=== Section Start ===
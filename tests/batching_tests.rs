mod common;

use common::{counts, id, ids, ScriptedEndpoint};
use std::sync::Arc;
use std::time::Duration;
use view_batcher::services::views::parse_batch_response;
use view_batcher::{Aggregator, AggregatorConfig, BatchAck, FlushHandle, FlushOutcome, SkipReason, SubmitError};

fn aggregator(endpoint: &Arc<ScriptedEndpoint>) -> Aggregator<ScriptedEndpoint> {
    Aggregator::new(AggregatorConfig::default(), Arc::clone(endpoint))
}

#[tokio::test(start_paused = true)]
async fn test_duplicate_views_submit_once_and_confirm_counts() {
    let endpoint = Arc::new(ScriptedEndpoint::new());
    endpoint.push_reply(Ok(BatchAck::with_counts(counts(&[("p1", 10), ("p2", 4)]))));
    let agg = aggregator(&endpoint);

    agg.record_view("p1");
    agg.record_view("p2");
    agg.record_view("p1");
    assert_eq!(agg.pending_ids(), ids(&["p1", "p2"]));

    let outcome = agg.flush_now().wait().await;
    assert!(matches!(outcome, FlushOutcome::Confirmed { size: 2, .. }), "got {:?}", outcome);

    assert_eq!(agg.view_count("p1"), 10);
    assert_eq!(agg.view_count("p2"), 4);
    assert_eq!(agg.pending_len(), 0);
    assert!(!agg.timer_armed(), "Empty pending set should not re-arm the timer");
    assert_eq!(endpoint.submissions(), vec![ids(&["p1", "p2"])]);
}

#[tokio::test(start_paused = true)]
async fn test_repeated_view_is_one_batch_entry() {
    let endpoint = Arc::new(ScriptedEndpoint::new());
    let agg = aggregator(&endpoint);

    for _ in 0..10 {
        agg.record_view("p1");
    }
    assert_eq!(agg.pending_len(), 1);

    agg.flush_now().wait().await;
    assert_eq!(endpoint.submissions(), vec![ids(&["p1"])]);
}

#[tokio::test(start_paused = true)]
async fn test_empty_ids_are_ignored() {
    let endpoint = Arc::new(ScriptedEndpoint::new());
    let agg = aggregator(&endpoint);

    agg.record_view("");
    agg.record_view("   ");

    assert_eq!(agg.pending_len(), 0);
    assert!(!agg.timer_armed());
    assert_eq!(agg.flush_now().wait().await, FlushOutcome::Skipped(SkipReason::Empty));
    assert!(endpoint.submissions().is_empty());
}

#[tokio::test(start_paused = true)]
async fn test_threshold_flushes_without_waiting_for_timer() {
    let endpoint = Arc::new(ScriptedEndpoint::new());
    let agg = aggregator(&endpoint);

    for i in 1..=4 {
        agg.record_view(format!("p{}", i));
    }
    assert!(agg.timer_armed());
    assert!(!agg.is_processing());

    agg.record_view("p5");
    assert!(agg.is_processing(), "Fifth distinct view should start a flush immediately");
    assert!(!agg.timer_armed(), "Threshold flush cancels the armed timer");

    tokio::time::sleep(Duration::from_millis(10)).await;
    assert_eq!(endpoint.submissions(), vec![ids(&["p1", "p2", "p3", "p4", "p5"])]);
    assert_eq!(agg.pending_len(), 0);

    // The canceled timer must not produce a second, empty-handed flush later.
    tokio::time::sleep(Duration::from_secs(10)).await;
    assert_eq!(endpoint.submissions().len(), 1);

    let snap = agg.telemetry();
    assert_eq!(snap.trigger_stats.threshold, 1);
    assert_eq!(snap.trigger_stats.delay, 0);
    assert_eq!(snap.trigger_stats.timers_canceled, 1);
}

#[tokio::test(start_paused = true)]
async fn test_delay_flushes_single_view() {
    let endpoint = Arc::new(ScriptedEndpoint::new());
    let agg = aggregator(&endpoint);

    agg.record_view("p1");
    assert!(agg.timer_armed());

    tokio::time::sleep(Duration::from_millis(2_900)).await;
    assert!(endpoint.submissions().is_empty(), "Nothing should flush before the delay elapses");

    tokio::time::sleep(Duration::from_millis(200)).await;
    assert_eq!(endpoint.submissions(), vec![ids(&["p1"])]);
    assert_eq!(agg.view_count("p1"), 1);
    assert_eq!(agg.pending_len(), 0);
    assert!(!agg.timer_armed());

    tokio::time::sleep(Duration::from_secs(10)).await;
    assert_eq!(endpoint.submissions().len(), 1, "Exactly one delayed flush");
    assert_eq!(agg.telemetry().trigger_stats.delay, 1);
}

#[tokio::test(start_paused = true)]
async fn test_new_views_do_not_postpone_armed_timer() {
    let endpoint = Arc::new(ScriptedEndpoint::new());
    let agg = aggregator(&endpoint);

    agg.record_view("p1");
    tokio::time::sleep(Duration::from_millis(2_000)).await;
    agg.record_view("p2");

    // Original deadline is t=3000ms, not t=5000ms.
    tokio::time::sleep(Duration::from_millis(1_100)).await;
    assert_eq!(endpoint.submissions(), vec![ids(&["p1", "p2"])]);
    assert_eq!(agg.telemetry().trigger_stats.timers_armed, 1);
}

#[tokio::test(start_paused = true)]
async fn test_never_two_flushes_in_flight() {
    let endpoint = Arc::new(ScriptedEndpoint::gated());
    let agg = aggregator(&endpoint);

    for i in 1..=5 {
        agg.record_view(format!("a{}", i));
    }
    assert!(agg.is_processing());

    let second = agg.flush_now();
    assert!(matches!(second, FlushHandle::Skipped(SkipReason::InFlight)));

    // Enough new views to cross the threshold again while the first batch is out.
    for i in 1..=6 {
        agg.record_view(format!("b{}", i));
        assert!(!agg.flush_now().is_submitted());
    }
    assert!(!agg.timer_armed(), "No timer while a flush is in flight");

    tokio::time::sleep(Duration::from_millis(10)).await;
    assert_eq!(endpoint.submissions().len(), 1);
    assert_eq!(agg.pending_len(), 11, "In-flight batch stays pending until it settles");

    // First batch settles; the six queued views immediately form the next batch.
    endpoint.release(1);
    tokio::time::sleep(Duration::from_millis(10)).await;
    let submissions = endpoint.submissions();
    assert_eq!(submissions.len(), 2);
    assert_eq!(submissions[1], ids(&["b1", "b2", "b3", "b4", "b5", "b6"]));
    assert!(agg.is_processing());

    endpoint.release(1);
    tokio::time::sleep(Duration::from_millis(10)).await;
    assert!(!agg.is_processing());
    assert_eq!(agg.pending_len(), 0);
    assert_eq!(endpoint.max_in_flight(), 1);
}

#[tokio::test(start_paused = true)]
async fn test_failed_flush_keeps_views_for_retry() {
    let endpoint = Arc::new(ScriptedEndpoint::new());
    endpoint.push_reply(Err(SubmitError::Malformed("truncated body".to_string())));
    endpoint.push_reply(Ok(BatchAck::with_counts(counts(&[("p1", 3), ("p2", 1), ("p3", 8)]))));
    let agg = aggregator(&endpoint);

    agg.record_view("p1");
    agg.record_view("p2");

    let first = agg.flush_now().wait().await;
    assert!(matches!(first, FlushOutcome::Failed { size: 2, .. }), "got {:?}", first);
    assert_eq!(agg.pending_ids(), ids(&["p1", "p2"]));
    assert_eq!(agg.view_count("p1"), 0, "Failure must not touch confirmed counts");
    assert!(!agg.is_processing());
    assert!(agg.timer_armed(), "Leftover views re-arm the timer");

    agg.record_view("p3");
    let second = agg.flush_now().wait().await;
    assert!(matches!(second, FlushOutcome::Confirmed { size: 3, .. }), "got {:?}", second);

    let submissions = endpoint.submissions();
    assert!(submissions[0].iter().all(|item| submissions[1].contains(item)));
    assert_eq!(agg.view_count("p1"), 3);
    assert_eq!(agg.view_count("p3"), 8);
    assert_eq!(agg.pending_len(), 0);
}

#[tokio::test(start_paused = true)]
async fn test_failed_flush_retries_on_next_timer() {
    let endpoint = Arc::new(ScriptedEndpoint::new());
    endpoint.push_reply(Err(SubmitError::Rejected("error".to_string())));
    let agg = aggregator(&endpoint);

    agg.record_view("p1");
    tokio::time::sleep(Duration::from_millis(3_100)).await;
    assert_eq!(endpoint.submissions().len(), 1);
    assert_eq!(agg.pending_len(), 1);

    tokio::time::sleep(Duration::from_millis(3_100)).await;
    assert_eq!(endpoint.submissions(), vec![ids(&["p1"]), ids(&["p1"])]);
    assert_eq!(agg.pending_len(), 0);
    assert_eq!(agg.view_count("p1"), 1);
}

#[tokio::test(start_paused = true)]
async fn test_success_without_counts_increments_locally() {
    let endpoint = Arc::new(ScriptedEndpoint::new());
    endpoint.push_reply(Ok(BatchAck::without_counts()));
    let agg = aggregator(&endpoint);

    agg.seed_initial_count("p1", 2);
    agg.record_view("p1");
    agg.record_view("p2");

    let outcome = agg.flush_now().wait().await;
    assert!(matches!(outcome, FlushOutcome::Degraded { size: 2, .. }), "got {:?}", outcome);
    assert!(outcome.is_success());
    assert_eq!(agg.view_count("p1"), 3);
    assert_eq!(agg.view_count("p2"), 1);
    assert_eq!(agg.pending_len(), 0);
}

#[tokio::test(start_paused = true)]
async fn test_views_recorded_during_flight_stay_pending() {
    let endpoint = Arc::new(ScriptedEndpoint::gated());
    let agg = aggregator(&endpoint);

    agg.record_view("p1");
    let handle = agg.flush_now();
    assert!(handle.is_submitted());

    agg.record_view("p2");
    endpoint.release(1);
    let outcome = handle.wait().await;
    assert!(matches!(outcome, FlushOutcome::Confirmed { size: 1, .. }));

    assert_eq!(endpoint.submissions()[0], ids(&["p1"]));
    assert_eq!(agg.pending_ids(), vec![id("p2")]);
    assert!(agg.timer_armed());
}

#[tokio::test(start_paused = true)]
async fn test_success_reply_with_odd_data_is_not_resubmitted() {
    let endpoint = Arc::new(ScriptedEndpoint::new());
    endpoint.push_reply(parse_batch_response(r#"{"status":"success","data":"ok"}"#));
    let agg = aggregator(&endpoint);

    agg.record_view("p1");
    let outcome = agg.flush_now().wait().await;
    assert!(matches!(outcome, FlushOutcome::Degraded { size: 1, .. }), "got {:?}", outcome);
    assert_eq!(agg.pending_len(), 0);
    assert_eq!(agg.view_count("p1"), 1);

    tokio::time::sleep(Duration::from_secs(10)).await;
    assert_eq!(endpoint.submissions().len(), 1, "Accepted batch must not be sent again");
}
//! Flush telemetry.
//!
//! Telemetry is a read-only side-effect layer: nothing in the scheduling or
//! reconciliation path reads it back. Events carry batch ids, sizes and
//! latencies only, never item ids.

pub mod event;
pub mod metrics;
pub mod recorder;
=== Section End ===
_EXERCISE DESCRIPTION_
Every line above from the line with "async fn test_never_two_flushes_in_flight()" to the line with "let second = agg.flush_now();", both included, must be reproduced exactly, and no other line may appear.

_EXPECTED ANSWER_
async fn test_never_two_flushes_in_flight() {
    let endpoint = Arc::new(ScriptedEndpoint::gated());
    let agg = aggregator(&endpoint);

    for i in 1..=5 {
        agg.record_view(format!("a{}", i));
    }
    assert!(agg.is_processing());

    let second = agg.flush_now();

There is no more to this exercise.